Юность - Страница 42


К оглавлению

42

– Пожалуйте на прогулку!..

– Куда?

– На прогулку…

– С нашим удовольствием!.. Да здесь совершенно правильный образ жизни. Сколько можно гулять?

– Четверть часа.

– Ну, это маловато, ваше благородие!..

– Не зовите так.

– А что же? Из уважения к вашей деятельности.

– Услышит надзиратель, на меня обидится…

– На тебя-то за что?..

– Подумает, я так приказываю…

– Обидчивый он, должно быть.

Ах, какой дивный денек!.. Солнечный, ликующий… Еще конец января, а в этом дне уже бродят какие-то предчувствия приближающейся весны. Солнышко-то как припекает!..

Я встал у каменной стены, где доставало солнце, и, зажмурив глаза, стал вслушиваться в голоса жизни за оградой нашего мрачного замка.

– А вы, господин, гуляйте!..

– А вам какое дело, хожу я или стою!

– Нечего у стены прохлаждаться!.. Ходите, а то пожалуйте обратно…

– Странно…

Я пошел гулять по расчищенной около стен дорожке, а страж подошел к стене и старательно осмотрел то место, где я стоял.

– Что, не проковырял я стены пальцем?

– Разговаривать нельзя. Ходите и больше без всяких выражений!..

Походил я «без всяких выражений» по дворику, попил грудью пахнущего снегом бодрящего воздуха, посмотрел на небеса, по которым куда-то проплывали вольные тучки, и, послав привет в ту сторону, где жила Зоя, пошел домой, в свою мрачную башню… И когда я туда вернулся, я впервые почувствовал неволю… Раздразнил меня яркий солнечный день, разбередил тоску по свободе и по моей, и близкой и далекой, невесте… Опять и близко и далеко ты, мой чистый белый голубь!..

Тускло прошел остаток дня. Ушло от окна солнышко, повисли в камере сумерки и сводчатый потолок башни почернел. Нечего было делать и плохо думалось. Я то валялся в кровати, то начинал, как белка в колесе, кружиться по круглой комнате. То останавливался и, прислушиваясь, ждал чего-то, то садился на табурет и бурчал потихоньку:


Наша жизнь ко-рот-ка, все уно-о-сит с собою…

Наша ра-а-дость, друзь-я-а, пронесется стрело-ю…


А в тишине, объявшей тюрьму в сумерках, было слышно, как по коридору шагал побрякивая шашкой, тюремный страж. Как неожиданному другу, обрадовался я желтому огоньку жестяной лампочки. Казалось, что кто-то родной тайно пришел разделить мое тоскливое одиночество. Потом – опять кипяточек, чай и, наконец, поверка.

– Нельзя ли книг, бумаги, чернила?..

– Преждевременно. Хлопочите у жандармского полковника: вы пока под следствием…

Опять тишина, глухие шаги в коридорах, побрякивание оружием и ключами…

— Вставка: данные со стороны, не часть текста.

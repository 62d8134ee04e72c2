//! Global settings and game-server config access
//!
//! Settings are read from `settings.json` (or a `.toml` file when pointed at
//! one). The game config is the server's own JSON file; only the fields needed
//! to reach the remote console and to switch scenarios are interpreted, every
//! other field is carried through untouched.

use parking_lot::RwLock;
use serde::{Deserialize, Serialize};
use serde_json::{Map, Value};
use std::path::{Path, PathBuf};

use crate::error::{Error, Result};
use crate::store::write_atomic;

/// Supported settings file formats
#[derive(Debug, Clone, Copy, PartialEq, Eq)]
pub enum ConfigFormat {
    Toml,
    Json,
}

impl ConfigFormat {
    /// Detect format from file extension
    pub fn from_extension(ext: &str) -> Option<Self> {
        match ext.to_lowercase().as_str() {
            "toml" => Some(ConfigFormat::Toml),
            "json" => Some(ConfigFormat::Json),
            _ => None,
        }
    }

    /// Detect format from file path
    pub fn from_path(path: &Path) -> Option<Self> {
        path.extension()
            .and_then(|e| e.to_str())
            .and_then(Self::from_extension)
    }
}

/// Global application settings
#[derive(Debug, Clone, Serialize, Deserialize)]
#[serde(rename_all = "camelCase")]
pub struct Settings {
    /// Directory holding the server executable
    #[serde(default, skip_serializing_if = "Option::is_none")]
    pub server_path: Option<PathBuf>,
    #[serde(default, skip_serializing_if = "Option::is_none")]
    pub addons_path: Option<PathBuf>,
    #[serde(default, skip_serializing_if = "Option::is_none")]
    pub profiles_path: Option<PathBuf>,
    #[serde(default = "default_true")]
    pub watchdog_enabled: bool,
}

fn default_true() -> bool {
    true
}

impl Default for Settings {
    fn default() -> Self {
        Self {
            server_path: None,
            addons_path: None,
            profiles_path: None,
            watchdog_enabled: true,
        }
    }
}

impl Settings {
    /// Load settings; a missing file yields defaults
    pub fn load(path: &Path) -> Result<Self> {
        if !path.exists() {
            return Ok(Self::default());
        }

        let format = ConfigFormat::from_path(path).ok_or_else(|| {
            Error::ConfigError(format!(
                "Unsupported settings file extension: {}. Expected .json or .toml",
                path.display()
            ))
        })?;

        let content = std::fs::read_to_string(path)?;
        Self::parse(&content, format)
    }

    pub fn parse(content: &str, format: ConfigFormat) -> Result<Self> {
        match format {
            ConfigFormat::Toml => Ok(toml::from_str(content)?),
            ConfigFormat::Json => Ok(serde_json::from_str(content)?),
        }
    }

    pub fn server_dir(&self) -> Option<&Path> {
        self.server_path.as_deref().filter(|p| !p.as_os_str().is_empty())
    }

    pub fn addons_dir(&self) -> Option<&Path> {
        self.addons_path.as_deref().filter(|p| !p.as_os_str().is_empty())
    }

    pub fn profiles_dir(&self) -> Option<&Path> {
        self.profiles_path.as_deref().filter(|p| !p.as_os_str().is_empty())
    }
}

/// Source of the current settings snapshot
pub trait SettingsProvider: Send + Sync {
    fn get(&self) -> Settings;
}

impl SettingsProvider for Settings {
    fn get(&self) -> Settings {
        self.clone()
    }
}

/// File-backed settings provider
pub struct SettingsStore {
    path: PathBuf,
    current: RwLock<Settings>,
}

impl SettingsStore {
    pub fn open(path: impl Into<PathBuf>) -> Result<Self> {
        let path = path.into();
        let current = Settings::load(&path)?;
        Ok(Self {
            path,
            current: RwLock::new(current),
        })
    }

    /// Replace and persist the settings
    pub fn set(&self, settings: Settings) -> Result<()> {
        let data = serde_json::to_vec_pretty(&settings)?;
        write_atomic(&self.path, &data)?;
        *self.current.write() = settings;
        Ok(())
    }

    pub fn path(&self) -> &Path {
        &self.path
    }
}

impl SettingsProvider for SettingsStore {
    fn get(&self) -> Settings {
        self.current.read().clone()
    }
}

/// Address and secret of an instance's remote console
#[derive(Debug, Clone, PartialEq, Eq)]
pub struct RconEndpoint {
    pub address: String,
    pub password: String,
}

/// A game-server JSON config kept as a generic document
#[derive(Debug, Clone)]
pub struct GameConfig {
    path: PathBuf,
    doc: Value,
}

impl GameConfig {
    pub fn load(path: &Path) -> Result<Self> {
        if !path.exists() {
            return Err(Error::ConfigNotFound(path.to_path_buf()));
        }
        let content = std::fs::read_to_string(path).map_err(|e| {
            Error::config(format!("failed to read config file ({}): {}", path.display(), e))
        })?;
        let doc: Value = serde_json::from_str(&content).map_err(|e| {
            Error::config(format!("failed to parse config file ({}): {}", path.display(), e))
        })?;
        if !doc.is_object() {
            return Err(Error::config(format!(
                "config file {} is not a JSON object",
                path.display()
            )));
        }
        Ok(Self {
            path: path.to_path_buf(),
            doc,
        })
    }

    pub fn path(&self) -> &Path {
        &self.path
    }

    /// Console port and password, from `rcon` or the legacy `game` keys
    pub fn rcon_endpoint(&self) -> Result<RconEndpoint> {
        let rcon = self.doc.get("rcon");
        let game = self.doc.get("game");

        let port = rcon
            .and_then(|r| r.get("port"))
            .and_then(Value::as_u64)
            .or_else(|| game.and_then(|g| g.get("rconPort")).and_then(Value::as_u64))
            .filter(|p| *p > 0 && *p <= u16::MAX as u64)
            .ok_or_else(|| Error::RconNotConfigured("RCON port not set in config".to_string()))?;

        let password = rcon
            .and_then(|r| r.get("password"))
            .and_then(Value::as_str)
            .or_else(|| game.and_then(|g| g.get("rconPassword")).and_then(Value::as_str))
            .filter(|p| !p.is_empty())
            .ok_or_else(|| {
                Error::RconNotConfigured("RCON password not set in config".to_string())
            })?;

        Ok(RconEndpoint {
            address: format!("127.0.0.1:{}", port),
            password: password.to_string(),
        })
    }

    pub fn scenario_id(&self) -> Option<&str> {
        self.doc
            .get("game")
            .and_then(|g| g.get("scenarioId"))
            .and_then(Value::as_str)
    }

    /// Set `game.scenarioId`, creating the `game` section if needed
    pub fn set_scenario_id(&mut self, scenario_id: &str) -> Result<()> {
        let root = self
            .doc
            .as_object_mut()
            .ok_or_else(|| Error::config("config root is not an object"))?;
        let game = root
            .entry("game")
            .or_insert_with(|| Value::Object(Map::new()));
        let game = game
            .as_object_mut()
            .ok_or_else(|| Error::config("config 'game' section is not an object"))?;
        game.insert("scenarioId".to_string(), Value::String(scenario_id.to_string()));
        Ok(())
    }

    /// Write the document back in place
    pub fn save(&self) -> Result<()> {
        let data = serde_json::to_vec_pretty(&self.doc)?;
        write_atomic(&self.path, &data).map_err(|e| {
            Error::config(format!(
                "failed to write config file ({}): {}",
                self.path.display(),
                e
            ))
        })
    }
}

Ах, как долга ночь в одиночной тюрьме!.. Всё кажется, что кто-то стонет и потихоньку плачет… Не спится: мысли бродят на воле и летают около любимых людей и любимых мест. Чуть задремлешь и снова очнешься; прислушаешься, вздрогнешь от лязга оружия за дверями:

– Смена!..

Ах, как долга ночь в одинокой башне!..

XXVI

В ритмичном однообразии бегут дни и ночи, и нечем отличать их друг от друга. «Кипяточек», обед, прогулка, опять «кипяточек», желтый огонек лампы, поверка и гробовая тишина пропитанной какой-то нервной напряженностью тюремной ночи… Словно оторвалось время от своей бесконечной протяженности и разорвало твою жизнь пополам… Позади – ярко, прекрасно, красочно и пестро, а теперь и впереди – тихая звучная пустота. Никаких известий не долетает из живого мира, словно он прекратил свое существование. Все забыли, все!.. Хотя скорее бы начались допросы… Ни книг, ни писем, ни бумаги; никто не отвечает на «выстукивание»… Эта проклятая башня похожа на каменный склеп. С нетерпением ждешь бани и всенощной. В бане моешься вдвоем с тюремным стражником, но совершенно позабываешь о тюрьме: в огромной деревянной бане мы оба голые и потому происходит полное уравнение в наших положениях; мы тихо и дружно разговариваем о деревне, о родных, о мужиках и горожанах, помогаем друг другу потереть спину, шутим и смеемся:

– Коли разденешь людей, так все одинаковы… Который стражник, а который политический – разбери-ка поди!..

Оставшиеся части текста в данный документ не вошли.